Sur la demande reconventionnelle en installation d’un compteur individuel
Mme [W] indique que son logement n’est pas raccordé à un compteur individuel et qu’elle s’acquitterait de ce fait de factures de consommation d’énergie de plusieurs logements, au regard du montant de ses facturations qui ne correspondraient pas à une consommation standard pour le nombre d’occupants et la surface occupée.
La bailleresse produit le constat d’état des lieux d’entrée mentionnant l’existence d’un tableau électrique et d’un disjoncteur dans l’entrée de l’appartement, ainsi qu’une photographie de celui-ci. Elle indique par ailleurs que l’appartement est muni d’un compteur individuel.
Mme [W] s’abstenant de démontrer que ses voisins n’auraient, quant à eux, à leur charge aucune consommation d’électricité, il sera considéré qu’il existe une contestation sérieuse quant à cette demande reconventionnelle et qu’il n’y a pas lieu à référé sur cette question.
Sur la demande reconventionnelle en réalisation de travaux de mise en conformité et en paiement d’une provision de 4000 euros pour trouble de jouissance
Mme [W] indique que son logement est dans un état de délabrement avancé et présente les désordres suivants : revêtements dégradé, canalisations vétustes, ventilation défectueuse, infiltrations par temps pluvieux, humidité importante, moisissures et demande qu’il soit enjoint à la demanderesse de faire réaliser les travaux de mise en conformité sous astreinte. Elle demande également une indemnisation de son trouble de jouissance pour lequel elle sollicite le paiement d’une provision de 4000 euros.

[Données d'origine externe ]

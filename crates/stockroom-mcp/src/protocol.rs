//! MCP protocol types.
//!
//! This module defines the JSON-RPC message types used by MCP.

use serde::{Deserialize, Deserializer, Serialize};
use serde_json::Value;
use stockroom_auth::TokenClaims;

/// Protocol revisions this server speaks, newest first.
pub const SUPPORTED_PROTOCOL_VERSIONS: &[&str] = &["2025-06-18", "2025-03-26", "2024-11-05"];

/// Invalid JSON was received.
pub const PARSE_ERROR: i32 = -32700;
/// The JSON sent is not a valid request object.
pub const INVALID_REQUEST: i32 = -32600;
/// The method does not exist.
pub const METHOD_NOT_FOUND: i32 = -32601;
/// Invalid method parameters.
pub const INVALID_PARAMS: i32 = -32602;
/// Internal JSON-RPC error.
pub const INTERNAL_ERROR: i32 = -32603;
/// Missing or rejected bearer token.
pub const UNAUTHORIZED: i32 = -32001;

/// JSON-RPC request.
///
/// A request without an `id` is a notification and gets no response. An
/// explicit `"id": null` is kept as `Some(Value::Null)` and answered.
#[derive(Debug, Clone, Serialize, Deserialize)]
pub struct JsonRpcRequest {
    pub jsonrpc: String,
    #[serde(
        default,
        deserialize_with = "present_id",
        skip_serializing_if = "Option::is_none"
    )]
    pub id: Option<Value>,
    pub method: String,
    #[serde(default, skip_serializing_if = "Option::is_none")]
    pub params: Option<Value>,
}

fn present_id<'de, D>(deserializer: D) -> Result<Option<Value>, D::Error>
where
    D: Deserializer<'de>,
{
    Value::deserialize(deserializer).map(Some)
}

impl JsonRpcRequest {
    /// Build a request with the given id.
    pub fn new(id: impl Into<Value>, method: impl Into<String>, params: Option<Value>) -> Self {
        Self {
            jsonrpc: "2.0".to_string(),
            id: Some(id.into()),
            method: method.into(),
            params,
        }
    }

    /// Whether this message expects no response.
    pub fn is_notification(&self) -> bool {
        self.id.is_none()
    }
}

/// JSON-RPC response.
#[derive(Debug, Clone, Serialize, Deserialize)]
pub struct JsonRpcResponse {
    pub jsonrpc: String,
    pub id: Option<Value>,
    #[serde(skip_serializing_if = "Option::is_none")]
    pub result: Option<Value>,
    #[serde(skip_serializing_if = "Option::is_none")]
    pub error: Option<JsonRpcError>,
}

/// JSON-RPC error.
#[derive(Debug, Clone, Serialize, Deserialize)]
pub struct JsonRpcError {
    pub code: i32,
    pub message: String,
    #[serde(skip_serializing_if = "Option::is_none")]
    pub data: Option<Value>,
}

impl JsonRpcResponse {
    /// Create a success response.
    pub fn success(id: Option<Value>, result: Value) -> Self {
        Self {
            jsonrpc: "2.0".to_string(),
            id,
            result: Some(result),
            error: None,
        }
    }

    /// Create an error response.
    pub fn error(id: Option<Value>, code: i32, message: impl Into<String>) -> Self {
        Self {
            jsonrpc: "2.0".to_string(),
            id,
            result: None,
            error: Some(JsonRpcError {
                code,
                message: message.into(),
                data: None,
            }),
        }
    }
}

/// MCP tool definition.
#[derive(Debug, Clone, Serialize, Deserialize)]
pub struct ToolDefinition {
    pub name: String,
    #[serde(skip_serializing_if = "Option::is_none")]
    pub description: Option<String>,
    #[serde(rename = "inputSchema")]
    pub input_schema: Value,
    #[serde(skip_serializing_if = "Option::is_none")]
    pub annotations: Option<ToolAnnotations>,
}

/// Behavioural hints attached to a tool.
#[derive(Debug, Clone, Serialize, Deserialize, Default)]
pub struct ToolAnnotations {
    #[serde(rename = "readOnlyHint", skip_serializing_if = "Option::is_none")]
    pub read_only: Option<bool>,
    #[serde(rename = "destructiveHint", skip_serializing_if = "Option::is_none")]
    pub destructive: Option<bool>,
    #[serde(rename = "idempotentHint", skip_serializing_if = "Option::is_none")]
    pub idempotent: Option<bool>,
}

/// Call tool request parameters.
#[derive(Debug, Clone, Serialize, Deserialize)]
pub struct CallToolParams {
    pub name: String,
    #[serde(default)]
    pub arguments: Option<Value>,
}

/// Call tool response.
#[derive(Debug, Clone, Serialize, Deserialize)]
pub struct CallToolResult {
    pub content: Vec<ToolContent>,
    #[serde(rename = "structuredContent", skip_serializing_if = "Option::is_none")]
    pub structured_content: Option<Value>,
    #[serde(rename = "isError")]
    pub is_error: bool,
}

/// Tool response content.
#[derive(Debug, Clone, Serialize, Deserialize, PartialEq)]
#[serde(tag = "type")]
pub enum ToolContent {
    #[serde(rename = "text")]
    Text { text: String },
}

/// Request context passed from HTTP transport to MCP server.
///
/// Populated per request from the verified `Authorization` header.
#[derive(Debug, Clone)]
pub struct RequestContext {
    /// Claims of the verified bearer token.
    pub claims: TokenClaims,
}

impl RequestContext {
    /// Wrap verified claims.
    pub fn new(claims: TokenClaims) -> Self {
        Self { claims }
    }

    /// The caller, as named by the token subject.
    pub fn subject(&self) -> &str {
        &self.claims.sub
    }
}

#[cfg(test)]
mod tests {
    use super::*;
    use serde_json::json;

    #[test]
    fn test_notification_has_no_id() {
        let request: JsonRpcRequest = serde_json::from_value(json!({
            "jsonrpc": "2.0",
            "method": "notifications/initialized"
        }))
        .unwrap();
        assert!(request.is_notification());
        assert!(!JsonRpcRequest::new(1, "ping", None).is_notification());
    }

    #[test]
    fn test_null_id_is_not_a_notification() {
        let request: JsonRpcRequest = serde_json::from_value(json!({
            "jsonrpc": "2.0",
            "id": null,
            "method": "ping"
        }))
        .unwrap();
        assert_eq!(request.id, Some(Value::Null));
        assert!(!request.is_notification());
        assert_eq!(serde_json::to_value(&request).unwrap()["id"], Value::Null);
    }

    #[test]
    fn test_error_response_omits_result() {
        let response = JsonRpcResponse::error(Some(json!(7)), METHOD_NOT_FOUND, "nope");
        let value = serde_json::to_value(&response).unwrap();
        assert_eq!(value["error"]["code"], -32601);
        assert!(value.get("result").is_none());
    }

    #[test]
    fn test_call_tool_result_shape() {
        let result = CallToolResult {
            content: vec![ToolContent::Text {
                text: "3".to_string(),
            }],
            structured_content: Some(json!({"result": 3})),
            is_error: false,
        };
        assert_eq!(
            serde_json::to_value(&result).unwrap(),
            json!({
                "content": [{"type": "text", "text": "3"}],
                "structuredContent": {"result": 3},
                "isError": false
            })
        );
    }
}
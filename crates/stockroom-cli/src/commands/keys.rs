//! Key management commands.
//!
//! `stockroom keys generate` - Generate a new Ed25519 keypair.

use anyhow::Context;
use std::path::PathBuf;
use stockroom_auth::KeyPair;

/// Generate a new keypair.
///
/// With `output`, the pair is written as a persisted key record (never
/// overwriting an existing file); otherwise both PEMs are printed.
pub fn generate(output: Option<PathBuf>) -> anyhow::Result<()> {
    let keypair = KeyPair::generate()?;

    if let Some(path) = output {
        keypair
            .save_to_file(&path)
            .with_context(|| format!("Failed to write key record to {}", path.display()))?;

        println!("✔ Generated Ed25519 keypair:");
        println!("  Key record:  {}", path.display());
        println!("  Fingerprint: {}", keypair.public_key().fingerprint());
        println!();
        println!("⚠️  Keep this file secure! Never commit it to version control.");
        println!();
        println!("Point the server at it with:");
        println!("  export KEYPAIR_FILE={}", path.display());
    } else {
        println!("Private key (keep secure!):");
        print!("{}", keypair.private_key_pem());
        println!();
        println!("Public key:");
        print!("{}", keypair.public_key_pem());
        println!();
        println!("Set PRIVATE_KEY and PUBLIC_KEY to inject them, or use --output <file>.");
    }

    Ok(())
}
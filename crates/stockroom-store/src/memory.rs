//! In-memory document store.

use crate::error::StoreError;
use crate::{DocumentStore, UpdateResult, new_document_id};
use async_trait::async_trait;
use serde_json::Value;
use stockroom_core::document::{self, Document, ID_FIELD};
use tokio::sync::RwLock;

/// Document store held in process memory.
///
/// Documents are kept in insertion order; every stored document carries a
/// string `_id`.
#[derive(Debug)]
pub struct MemoryStore {
    collection: String,
    documents: RwLock<Vec<Document>>,
}

impl MemoryStore {
    /// Create an empty collection.
    pub fn new(collection: impl Into<String>) -> Self {
        Self {
            collection: collection.into(),
            documents: RwLock::new(Vec::new()),
        }
    }
}

#[async_trait]
impl DocumentStore for MemoryStore {
    fn collection(&self) -> &str {
        &self.collection
    }

    async fn find(&self, filter: &Document) -> Result<Vec<Document>, StoreError> {
        document::validate_filter(filter)?;
        let documents = self.documents.read().await;
        Ok(documents
            .iter()
            .filter(|doc| document::matches(doc, filter))
            .cloned()
            .collect())
    }

    async fn find_one(&self, filter: &Document) -> Result<Option<Document>, StoreError> {
        document::validate_filter(filter)?;
        let documents = self.documents.read().await;
        Ok(documents
            .iter()
            .find(|doc| document::matches(doc, filter))
            .cloned())
    }

    async fn insert_one(&self, mut doc: Document) -> Result<String, StoreError> {
        let id = match doc.get(ID_FIELD) {
            Some(value) => document::id_to_string(value),
            None => new_document_id(),
        };
        doc.insert(ID_FIELD.to_string(), Value::String(id.clone()));

        let mut documents = self.documents.write().await;
        if documents
            .iter()
            .any(|existing| existing.get(ID_FIELD).and_then(Value::as_str) == Some(id.as_str()))
        {
            return Err(StoreError::DuplicateId(id));
        }
        documents.push(doc);

        tracing::debug!(collection = %self.collection, id = %id, "Inserted document");
        Ok(id)
    }

    async fn delete_one(&self, filter: &Document) -> Result<u64, StoreError> {
        document::validate_filter(filter)?;
        let mut documents = self.documents.write().await;
        match documents
            .iter()
            .position(|doc| document::matches(doc, filter))
        {
            Some(index) => {
                documents.remove(index);
                Ok(1)
            }
            None => Ok(0),
        }
    }

    async fn update_one(
        &self,
        filter: &Document,
        fields: &Document,
    ) -> Result<UpdateResult, StoreError> {
        document::validate_filter(filter)?;
        document::validate_update(fields)?;

        let mut documents = self.documents.write().await;
        let Some(target) = documents
            .iter_mut()
            .find(|doc| document::matches(doc, filter))
        else {
            return Ok(UpdateResult::default());
        };

        // Apply to a copy so a failing path leaves the stored document intact.
        let mut updated = target.clone();
        let changed = document::apply_set(&mut updated, fields)?;
        if changed {
            *target = updated;
        }

        Ok(UpdateResult {
            matched_count: 1,
            modified_count: u64::from(changed),
        })
    }

    async fn count_documents(&self, filter: &Document) -> Result<u64, StoreError> {
        document::validate_filter(filter)?;
        let documents = self.documents.read().await;
        Ok(documents
            .iter()
            .filter(|doc| document::matches(doc, filter))
            .count() as u64)
    }

    async fn close(&self) {
        tracing::debug!(collection = %self.collection, "Closing in-memory store");
    }
}
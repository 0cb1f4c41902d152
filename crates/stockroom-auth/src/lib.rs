//! # stockroom-auth
//!
//! Signing identity and bearer token handling for the Stockroom MCP server.
//!
//! This crate provides functionality for:
//! - Loading, generating and persisting the Ed25519 service keypair
//! - Minting long-lived JWTs bound to issuer, audience and subject
//! - Verifying inbound JWTs before any tool call runs
//!
//! ## Credential flow
//!
//! | Step | Who | What |
//! |------|-----|------|
//! | **Obtain keypair** | startup | injected secrets, else the persisted record, else generate and persist |
//! | **Mint** | startup | one administrative token, handed out of band |
//! | **Verify** | every request | signature, `iss`, `aud`, `exp` |
//!
//! The verifier only ever sees the public half of the keypair.

pub mod claims;
pub mod error;
pub mod keys;
pub mod token;

pub use claims::TokenClaims;
pub use error::{AuthError, AuthenticationFailure};
pub use keys::{KeyMaterial, KeyPair, KeySource, PersistedKeyRecord, PublicKey, obtain_key_pair};
pub use token::{TokenBuilder, TokenVerifier};
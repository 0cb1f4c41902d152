//! Registered JWT claims carried by Stockroom bearer tokens.

use crate::error::AuthError;
use chrono::{DateTime, Duration, Utc};
use serde::{Deserialize, Serialize};

/// Seconds in one day of token lifetime.
pub const SECONDS_PER_DAY: i64 = 24 * 60 * 60;

/// Claims of a bearer token.
#[derive(Debug, Clone, Serialize, Deserialize, PartialEq, Eq)]
pub struct TokenClaims {
    /// Subject (the caller).
    pub sub: String,
    /// Issuer (this service).
    pub iss: String,
    /// Audience (the intended consumer).
    pub aud: String,
    /// Issued at (unix seconds).
    pub iat: i64,
    /// Expiration time (unix seconds).
    pub exp: i64,
}

impl TokenClaims {
    /// Claims issued now and valid for `validity`.
    pub fn new(
        subject: impl Into<String>,
        issuer: impl Into<String>,
        audience: impl Into<String>,
        validity: Duration,
    ) -> Self {
        Self::issued_at_time(subject, issuer, audience, Utc::now(), validity)
    }

    /// Claims issued at an explicit instant.
    pub fn issued_at_time(
        subject: impl Into<String>,
        issuer: impl Into<String>,
        audience: impl Into<String>,
        issued_at: DateTime<Utc>,
        validity: Duration,
    ) -> Self {
        let iat = issued_at.timestamp();
        Self {
            sub: subject.into(),
            iss: issuer.into(),
            aud: audience.into(),
            iat,
            exp: iat + validity.num_seconds(),
        }
    }

    /// Claims issued now and valid for `lifetime_days` whole days.
    pub fn for_days(
        subject: impl Into<String>,
        issuer: impl Into<String>,
        audience: impl Into<String>,
        lifetime_days: u32,
    ) -> Self {
        let mut claims = Self::new(subject, issuer, audience, Duration::zero());
        claims.exp = claims.iat + i64::from(lifetime_days) * SECONDS_PER_DAY;
        claims
    }

    /// Check the invariants: non-empty identities and `exp > iat`.
    pub fn validate(&self) -> Result<(), AuthError> {
        for (name, value) in [("sub", &self.sub), ("iss", &self.iss), ("aud", &self.aud)] {
            if value.trim().is_empty() {
                return Err(AuthError::InvalidClaims(format!("'{}' must not be empty", name)));
            }
        }
        if self.exp <= self.iat {
            return Err(AuthError::InvalidClaims(
                "expiry must be after the issue time".to_string(),
            ));
        }
        Ok(())
    }

    /// When the token was issued.
    pub fn issued_at(&self) -> DateTime<Utc> {
        DateTime::<Utc>::from_timestamp(self.iat, 0).unwrap_or_default()
    }

    /// When the token expires.
    pub fn expires_at(&self) -> DateTime<Utc> {
        DateTime::<Utc>::from_timestamp(self.exp, 0).unwrap_or_default()
    }
}
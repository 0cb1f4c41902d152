//! HTTP transport for MCP server.
//!
//! | Route | Auth | Purpose |
//! |-------|------|---------|
//! | `POST /mcp` | bearer token | JSON-RPC requests |
//! | `GET /health` | none | liveness probe |
//!
//! Every `/mcp` request passes through [`require_bearer_token`] before any
//! handler runs. A rejected request gets `401` with `WWW-Authenticate:
//! Bearer` and a JSON-RPC error body; the store is never touched.

use crate::error::McpError;
use crate::protocol::{
    INVALID_REQUEST, JsonRpcRequest, JsonRpcResponse, PARSE_ERROR, RequestContext, UNAUTHORIZED,
};
use crate::server::{McpServer, SERVER_NAME};
use axum::{
    Extension, Json, Router,
    body::Bytes,
    extract::{Request, State},
    http::{HeaderMap, HeaderValue, StatusCode, header},
    middleware::{self, Next},
    response::{IntoResponse, Response},
    routing::{get, post},
};
use std::future::Future;
use std::sync::Arc;
use stockroom_auth::TokenVerifier;
use stockroom_core::McpConfig;
use tower_http::trace::TraceLayer;

/// HTTP transport handler state.
#[derive(Clone)]
pub struct HttpTransportState {
    server: Arc<McpServer>,
    verifier: Arc<TokenVerifier>,
}

impl HttpTransportState {
    /// Create a new HTTP transport state.
    pub fn new(server: McpServer, verifier: TokenVerifier) -> Self {
        Self {
            server: Arc::new(server),
            verifier: Arc::new(verifier),
        }
    }
}

/// Create the HTTP router for MCP.
pub fn create_router(state: HttpTransportState) -> Router {
    let mcp = Router::new()
        .route("/mcp", post(handle_mcp_post))
        .route_layer(middleware::from_fn_with_state(
            state.clone(),
            require_bearer_token,
        ));

    Router::new()
        .merge(mcp)
        .route("/health", get(handle_health))
        .layer(TraceLayer::new_for_http())
        .with_state(state)
}

fn extract_bearer(headers: &HeaderMap) -> Option<&str> {
    let value = headers.get(header::AUTHORIZATION)?.to_str().ok()?;
    let (scheme, token) = value.split_once(' ')?;
    if !scheme.eq_ignore_ascii_case("bearer") {
        return None;
    }
    let token = token.trim();
    (!token.is_empty()).then_some(token)
}

fn unauthorized(challenge: &'static str, message: String) -> Response {
    (
        StatusCode::UNAUTHORIZED,
        [(header::WWW_AUTHENTICATE, HeaderValue::from_static(challenge))],
        Json(JsonRpcResponse::error(None, UNAUTHORIZED, message)),
    )
        .into_response()
}

/// Verify the bearer token and attach the caller's [`RequestContext`].
pub async fn require_bearer_token(
    State(state): State<HttpTransportState>,
    mut req: Request,
    next: Next,
) -> Response {
    let Some(token) = extract_bearer(req.headers()) else {
        tracing::warn!(path = %req.uri().path(), "Rejected request without bearer token");
        return unauthorized("Bearer", "Missing bearer token".to_string());
    };

    match state.verifier.verify(token) {
        Ok(claims) => {
            tracing::debug!(subject = %claims.sub, "Bearer token verified");
            req.extensions_mut().insert(RequestContext::new(claims));
            next.run(req).await
        }
        Err(e) => {
            tracing::warn!(error = %e, "Rejected bearer token");
            unauthorized(
                "Bearer error=\"invalid_token\"",
                format!("Unauthorized: {}", e),
            )
        }
    }
}

/// Handle POST requests to /mcp (JSON-RPC over HTTP).
async fn handle_mcp_post(
    State(state): State<HttpTransportState>,
    Extension(context): Extension<RequestContext>,
    body: Bytes,
) -> Response {
    let value: serde_json::Value = match serde_json::from_slice(&body) {
        Ok(value) => value,
        Err(e) => {
            return (
                StatusCode::BAD_REQUEST,
                Json(JsonRpcResponse::error(
                    None,
                    PARSE_ERROR,
                    format!("Parse error: {}", e),
                )),
            )
                .into_response();
        }
    };

    let request: JsonRpcRequest = match serde_json::from_value(value) {
        Ok(request) => request,
        Err(e) => {
            return (
                StatusCode::BAD_REQUEST,
                Json(JsonRpcResponse::error(
                    None,
                    INVALID_REQUEST,
                    format!("Invalid request: {}", e),
                )),
            )
                .into_response();
        }
    };

    match state.server.handle_request(request, &context).await {
        Some(response) => (StatusCode::OK, Json(response)).into_response(),
        None => StatusCode::ACCEPTED.into_response(),
    }
}

/// Handle health check requests.
async fn handle_health() -> impl IntoResponse {
    Json(serde_json::json!({
        "status": "ok",
        "service": SERVER_NAME,
        "version": env!("CARGO_PKG_VERSION")
    }))
}

/// HTTP server for MCP transport.
pub struct HttpServer {
    config: McpConfig,
    state: HttpTransportState,
}

impl HttpServer {
    /// Create a new HTTP server.
    pub fn new(config: McpConfig, server: McpServer, verifier: TokenVerifier) -> Self {
        Self {
            config,
            state: HttpTransportState::new(server, verifier),
        }
    }

    /// Run the HTTP server until `shutdown` resolves.
    pub async fn run<F>(self, shutdown: F) -> Result<(), McpError>
    where
        F: Future<Output = ()> + Send + 'static,
    {
        let app = create_router(self.state);
        let addr = self.config.bind_addr();

        let listener = tokio::net::TcpListener::bind(&addr)
            .await
            .map_err(|e| McpError::StartupFailed(format!("Failed to bind to {}: {}", addr, e)))?;

        tracing::info!(addr = %addr, path = "/mcp", "MCP HTTP server listening");

        axum::serve(listener, app)
            .with_graceful_shutdown(shutdown)
            .await?;

        tracing::info!("MCP HTTP server stopped");
        Ok(())
    }
}
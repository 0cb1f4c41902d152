//! CLI command implementations for the Stockroom MCP server.

pub mod keys;
pub mod serve;
pub mod token;

use clap::Args;
use std::path::PathBuf;
use stockroom_core::{KeyConfig, McpConfig, StockroomConfig, StoreConfig, TokenConfig};

/// Process configuration shared by every subcommand.
///
/// Each option falls back to an environment variable; a `.env` file in the
/// working directory is loaded before parsing.
#[derive(Args, Debug, Clone)]
pub struct ConfigArgs {
    /// Document store connection string (memory:// or postgres://...)
    #[arg(long, env = "DATABASE_URI", default_value = "memory://", global = true)]
    pub database_uri: String,

    /// Collection the tools operate on
    #[arg(long, env = "COLLECTION", default_value = "ecommerce", global = true)]
    pub collection: String,

    /// Listen host
    #[arg(long, env = "HOST", default_value = "0.0.0.0", global = true)]
    pub host: String,

    /// Listen port
    #[arg(long, env = "PORT", default_value_t = 8000, global = true)]
    pub port: u16,

    /// Injected signing key (PKCS#8 PEM)
    #[arg(long, env = "PRIVATE_KEY", hide_env_values = true, global = true)]
    pub private_key: Option<String>,

    /// Injected verification key (SPKI PEM)
    #[arg(long, env = "PUBLIC_KEY", hide_env_values = true, global = true)]
    pub public_key: Option<String>,

    /// Persisted key record, used when no keys are injected
    #[arg(long, env = "KEYPAIR_FILE", default_value = "mcp_keypair.json", global = true)]
    pub keypair_file: PathBuf,

    /// Where `serve` writes the administrative token
    #[arg(long, env = "TOKEN_FILE", default_value = "client_token.txt", global = true)]
    pub token_file: PathBuf,

    /// Token issuer
    #[arg(long, env = "TOKEN_ISSUER", default_value = "stockroom-mcp-server", global = true)]
    pub issuer: String,

    /// Token audience
    #[arg(long, env = "TOKEN_AUDIENCE", default_value = "stockroom-mcp", global = true)]
    pub audience: String,

    /// Token subject
    #[arg(long, env = "TOKEN_SUBJECT", default_value = "stockroom-client", global = true)]
    pub subject: String,

    /// Token lifetime in days
    #[arg(long, env = "TOKEN_LIFETIME_DAYS", default_value_t = 365, global = true)]
    pub lifetime_days: u32,
}

impl From<ConfigArgs> for StockroomConfig {
    fn from(args: ConfigArgs) -> Self {
        StockroomConfig {
            mcp: McpConfig {
                host: args.host,
                port: args.port,
            },
            keys: KeyConfig {
                private_key: args.private_key,
                public_key: args.public_key,
                keypair_file: args.keypair_file,
            },
            token: TokenConfig {
                issuer: args.issuer,
                audience: args.audience,
                subject: args.subject,
                lifetime_days: args.lifetime_days,
                token_file: args.token_file,
            },
            store: StoreConfig {
                database_uri: args.database_uri,
                collection: args.collection,
            },
        }
    }
}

La bailleresse indique que la locataire ne procède que par affirmation, sans en rapporter la preuve.
Force est de constater que Mme [W] ne produit aucune pièce démontrant l’état d’indécence et les désordres listés au jour de sa demande reconventionnelle. Il sera considéré qu’il existe une contestation sérieuse quant à cette demande reconventionnelle et qu’il n’y a pas lieu à référé sur cette question.
En vertu de l’article 700 du code de procédure civile, il n’apparaît pas inéquitable de laisser à chacune des parties ses frais non compris dans les dépens.
En vertu de l’article 696 du même code, chaque partie succombant, chacune conservera la charge de ses propres dépens.
PAR CES MOTIFS,
Nous juge des contentieux de la protection, statuant en matière de référés, publiquement, tous droits et moyens au fond demeurant réservés, par ordonnance contradictoire et en premier ressort ;
Au principal, Renvoyons les parties à se pourvoir ainsi qu’il leur appartiendra,
Constatons l’existence d’une contestation sérieuse concernant l’ensemble des demandes de la SCI VARSOVIE et de Mme [K] [W],
Disons n’y avoir lieu à référé sur ces demandes,
Rappelons que la présente ordonnance bénéficie de l’exécution provisoire de droit,
Rejetons la demande au titre des frais irrépétibles,
Laissons à chaque partie la charge de ses dépens.
Ainsi ordonné et mis à disposition au greffe le 28 mars 2025.